Hace unos días visitaba una residencia
donde estaba ingresada una buena y trabajadora mujer que conocí hace años. En
aquellos tiempos, de vez en cuando, la invitaba a café y compartíamos un rato
de charla. Me contaba que tenía tres hijos pero que los tres estaban lejos, y
que ella todas las noche se acostaba un rato en cada una de sus camas con el
fin de calentarlas y por la mañana, encontrarlas deshechas, haciéndose así la
idea de que dormían allí. Les cambiaba las sábanas, las volvía a hacer,
etcétera.
La verdad es que aquella historia me
conmovía por el amor y ternura que conllevaba. Hoy, aquella mujer ya no existe.

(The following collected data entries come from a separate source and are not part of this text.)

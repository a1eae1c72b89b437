use anyhow::Context;
use clap::Parser;
use itinerary_diff::{compare_files, write_report, ReportConfig, ReportFormat};
use std::io::Write;
use std::path::PathBuf;
use tracing::debug;
use tracing_subscriber::EnvFilter;

/// Diff between two or more flight itinerary XML responses.
#[derive(Debug, Parser)]
#[command(name = "itinerary-diff", version)]
struct Args {
    /// Baseline response every other file is compared with
    #[arg(value_name = "base_filename.xml")]
    base_filename: PathBuf,

    /// Responses to compare with the baseline
    #[arg(value_name = "filename.xml", required = true, num_args = 1..)]
    filenames: Vec<PathBuf>,

    /// Output format
    #[arg(long, value_enum, default_value_t = ReportFormat::Text)]
    format: ReportFormat,

    /// Print per-file counts after the records
    #[arg(long)]
    summary: bool,
}

impl Args {
    fn to_config(&self) -> ReportConfig {
        ReportConfig {
            format: self.format,
            show_summary: self.summary,
        }
    }
}

fn main() -> anyhow::Result<()> {
    tracing_subscriber::fmt()
        .with_env_filter(
            EnvFilter::try_from_default_env().unwrap_or_else(|_| EnvFilter::new("warn")),
        )
        .with_writer(std::io::stderr)
        .init();

    let args = Args::parse();
    debug!(?args, "starting comparison");
    run(&args)
}

fn run(args: &Args) -> anyhow::Result<()> {
    let results = compare_files(&args.base_filename, &args.filenames)
        .context("comparison aborted")?;

    let stdout = std::io::stdout();
    let mut out = stdout.lock();
    write_report(&mut out, &results, &args.to_config()).context("cannot write report")?;
    out.flush()?;
    Ok(())
}
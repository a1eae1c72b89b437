// Itinerary response comparison: parsing, diffing and reporting

pub mod differ;
pub mod error;
pub mod itinerary;
pub mod orchestrator;
pub mod parser;
pub mod report;
pub mod xml_response;

// Re-export key types for convenience
pub use differ::{compare, Baseline, Comparison, ComparisonCounts, DiffRecord};
pub use error::{DiffError, ParseError};
pub use itinerary::{
    FlightData, FlightId, FlightLeg, ItineraryKey, LegData, ParsedDocument, PriceBreakdown,
    PricedItinerary, Route, ServiceCharge,
};
pub use orchestrator::{compare_files, FileComparison};
pub use parser::ItineraryParser;
pub use report::{write_report, ReportConfig, ReportFormat};
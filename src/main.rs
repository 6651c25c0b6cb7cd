//! Command-line front end for the MCP store.
//!
//! Usage:
//!   mcp-manager list
//!   mcp-manager profiles
//!   mcp-manager backups
//!   mcp-manager backup [label]
//!   mcp-manager restore <backup-id>
//!   mcp-manager export [path]
//!   mcp-manager import <path> [--allow-duplicates]
//!   mcp-manager status
//!
//! The store lives under `$MCP_MANAGER_DIR/.mcp-manager/` (current directory
//! by default). Set `RUST_LOG` to change log verbosity; logs go to stderr.

use std::sync::Arc;

use anyhow::{bail, Context, Result};
use uuid::Uuid;

use mcp_manager::{AddOptions, Config, EntityStore, JsonFileStorage};

const ALLOW_DUPLICATES: &str = "--allow-duplicates";

const USAGE: &str = "usage: mcp-manager <list|profiles|backups|backup [label]|restore <id>|export [path]|import <path> [--allow-duplicates]|status>";

/// Split `import` arguments into the file path and options. Flags may come
/// before or after the path.
fn import_args(args: &[String]) -> Result<(&str, AddOptions)> {
    let (flags, paths): (Vec<&String>, Vec<&String>) =
        args.iter().partition(|a| a.starts_with("--"));
    if let Some(unknown) = flags.iter().find(|f| f.as_str() != ALLOW_DUPLICATES) {
        bail!("Unknown import option '{}'", unknown);
    }
    let path = match paths.as_slice() {
        [path] => path.as_str(),
        [] => bail!("import needs a file path"),
        _ => bail!("import takes a single file path"),
    };
    let options = if flags.is_empty() {
        AddOptions::default()
    } else {
        AddOptions::allow_duplicate()
    };
    Ok((path, options))
}

#[tokio::main]
async fn main() -> Result<()> {
    tracing_subscriber::fmt()
        .with_writer(std::io::stderr)
        .with_env_filter(
            tracing_subscriber::EnvFilter::try_from_default_env()
                .unwrap_or_else(|_| tracing_subscriber::EnvFilter::new("info")),
        )
        .init();

    let args: Vec<String> = std::env::args().skip(1).collect();
    let Some(command) = args.first() else {
        eprintln!("{}", USAGE);
        std::process::exit(2);
    };

    let config = Config::from_env();
    let storage = Arc::new(JsonFileStorage::new(&config.working_dir));
    let store = EntityStore::open(storage, config.store.clone())
        .await
        .with_context(|| format!("Failed to open store in {}", config.working_dir.display()))?;

    match command.as_str() {
        "list" => {
            for mcp in store.list().await {
                let state = if mcp.enabled { "on " } else { "off" };
                println!(
                    "{}  {}  {:<24} {} {}",
                    mcp.id,
                    state,
                    mcp.name,
                    mcp.command,
                    mcp.args.join(" ")
                );
            }
        }
        "profiles" => {
            for profile in store.profiles().await {
                println!(
                    "{}  {:<24} {} MCP(s)",
                    profile.id,
                    profile.name,
                    profile.mcp_ids.len()
                );
            }
        }
        "backups" => {
            for backup in store.backups().await {
                println!(
                    "{}  {}  {:<32} {} MCP(s), {} profile(s)",
                    backup.id,
                    backup.created_at.format("%Y-%m-%d %H:%M:%S"),
                    backup.label,
                    backup.mcp_count,
                    backup.profile_count
                );
            }
        }
        "backup" => {
            let label = args[1..].join(" ");
            let info = store.create_backup(&label).await?;
            println!("{}", info.id);
        }
        "restore" => {
            let id = args.get(1).context("restore needs a backup id")?;
            let id = Uuid::parse_str(id).with_context(|| format!("Invalid backup id: {}", id))?;
            store.restore_backup(id).await?;
        }
        "export" => {
            let json = store.export().await.to_json()?;
            match args.get(1) {
                Some(path) => tokio::fs::write(path, json)
                    .await
                    .with_context(|| format!("Failed to write {}", path))?,
                None => println!("{}", json),
            }
        }
        "import" => {
            let (path, options) = import_args(&args[1..])?;
            let json = tokio::fs::read_to_string(path)
                .await
                .with_context(|| format!("Failed to read {}", path))?;
            let report = store.import_json(&json, options).await?;
            for (index, err) in report.failed() {
                eprintln!("record {}: {}", index, err);
            }
            println!("Imported {} MCP(s)", report.imported_count());
        }
        "status" => {
            println!("{}", serde_json::to_string_pretty(&store.status().await)?);
        }
        other => bail!("Unknown command '{}'\n{}", other, USAGE),
    }

    Ok(())
}

#[cfg(test)]
mod tests {
    use super::*;

    fn strings(args: &[&str]) -> Vec<String> {
        args.iter().map(|a| a.to_string()).collect()
    }

    #[test]
    fn test_import_args_flag_before_or_after_path() {
        let before = strings(&["--allow-duplicates", "file.json"]);
        let after = strings(&["file.json", "--allow-duplicates"]);
        for args in [&before, &after] {
            let (path, options) = import_args(args).unwrap();
            assert_eq!(path, "file.json");
            assert_eq!(options, AddOptions::allow_duplicate());
        }

        let args = strings(&["file.json"]);
        let (path, options) = import_args(&args).unwrap();
        assert_eq!(path, "file.json");
        assert_eq!(options, AddOptions::default());
    }

    #[test]
    fn test_import_args_rejects_bad_input() {
        assert!(import_args(&strings(&["--allow-duplicates"])).is_err());
        assert!(import_args(&strings(&["a.json", "b.json"])).is_err());
        assert!(import_args(&strings(&["--force", "a.json"])).is_err());
    }
}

El maldito alzhéimer la ha dejado perdida en un túnel de oscuridades y olvidos.
Una de las cuidadoras me comentaba: "Tiene una manía con hacer y deshacer
la cama". No dije nada, pero sí, más de una lágrima corrió por mis
mejillas, y hoy aprovecho este espacio para reivindicar ese valor tan perdido
en la turbulenta corriente de palabras, gestos y acciones duras como circulan a
diario por el escenario de nuestra cotidianidad.

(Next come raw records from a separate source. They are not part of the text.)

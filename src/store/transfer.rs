//! Bulk import and export.

use super::{EntityStore, Mutation};
use crate::error::{StoreError, StoreResult};
use crate::mcp::{AddOptions, McpDraft, McpEntry};
use crate::transfer::ExportBundle;

/// Result for one record of a bulk import.
#[derive(Debug, Clone, PartialEq, Eq)]
pub struct ImportOutcome {
    /// Position of the record in the input
    pub index: usize,
    pub outcome: Result<McpEntry, StoreError>,
}

/// Per-record results of a bulk import, in input order.
#[derive(Debug, Clone, Default, PartialEq, Eq)]
pub struct ImportReport {
    pub outcomes: Vec<ImportOutcome>,
}

impl ImportReport {
    pub fn succeeded(&self) -> impl Iterator<Item = &McpEntry> {
        self.outcomes.iter().filter_map(|o| o.outcome.as_ref().ok())
    }

    pub fn failed(&self) -> impl Iterator<Item = (usize, &StoreError)> {
        self.outcomes
            .iter()
            .filter_map(|o| o.outcome.as_ref().err().map(|e| (o.index, e)))
    }

    pub fn imported_count(&self) -> usize {
        self.succeeded().count()
    }
}

impl EntityStore {
    /// Insert several drafts as one change.
    ///
    /// Each draft goes through the same checks as [`EntityStore::add`] and
    /// sees the records accepted before it. Rejected records are reported
    /// and skipped; accepted ones are saved together, so a failed save
    /// drops the whole batch.
    pub async fn import_many(
        &self,
        drafts: Vec<McpDraft>,
        options: AddOptions,
    ) -> StoreResult<ImportReport> {
        let total = drafts.len();
        let report = self
            .mutate(|state| {
                let outcomes: Vec<ImportOutcome> = drafts
                    .into_iter()
                    .enumerate()
                    .map(|(index, draft)| ImportOutcome {
                        index,
                        outcome: self.insert_draft(state, draft, options),
                    })
                    .collect();
                let report = ImportReport { outcomes };

                let imported = report.imported_count();
                if imported == 0 {
                    return Ok(Mutation::unchanged(report));
                }
                let label = format!("Imported {} MCP(s)", imported);
                Ok(Mutation::logged(report, label))
            })
            .await?;

        tracing::info!(
            "Imported {} of {} MCPs",
            report.imported_count(),
            total
        );
        Ok(report)
    }

    /// All entries in a portable bundle.
    pub async fn export(&self) -> ExportBundle {
        ExportBundle::new(self.list().await, self.clock.now())
    }

    /// Import the records of a bundle. Ids, usage counters and timestamps
    /// are assigned fresh.
    pub async fn import_bundle(
        &self,
        bundle: &ExportBundle,
        options: AddOptions,
    ) -> StoreResult<ImportReport> {
        self.import_many(bundle.drafts(), options).await
    }

    /// Parse an exported JSON document and import it.
    pub async fn import_json(&self, json: &str, options: AddOptions) -> StoreResult<ImportReport> {
        let bundle = ExportBundle::from_json(json)?;
        self.import_bundle(&bundle, options).await
    }
}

La ternura es la columna central que
sostiene la vida --dice el literato Martínez Gil--. La ternura es un
sentimiento que engrandece al hombre; es la demostración más sublime del afecto
entre dos personas, es una fuerza prodigiosa capaz de transformar los más
pesados ambientes. Describir la ternura sería difícil, puesto que es un sentimiento tan
grande y noble que las palabras quedarían cortas, pero es un sentimiento que
abarca no solo a personas que se aman sino que es como un fluir constante de
comprensión, proximidad y amor hacia todos los seres humanos. El cantante belga
Jacques Brel lo expresaba en sus canciones: "Somos como barcos partiendo
todos juntos en la pesca de la ternura".
Para mayores y pequeños, mujeres
y hombres, animales y plantas, yo reivindico ternura, por favor.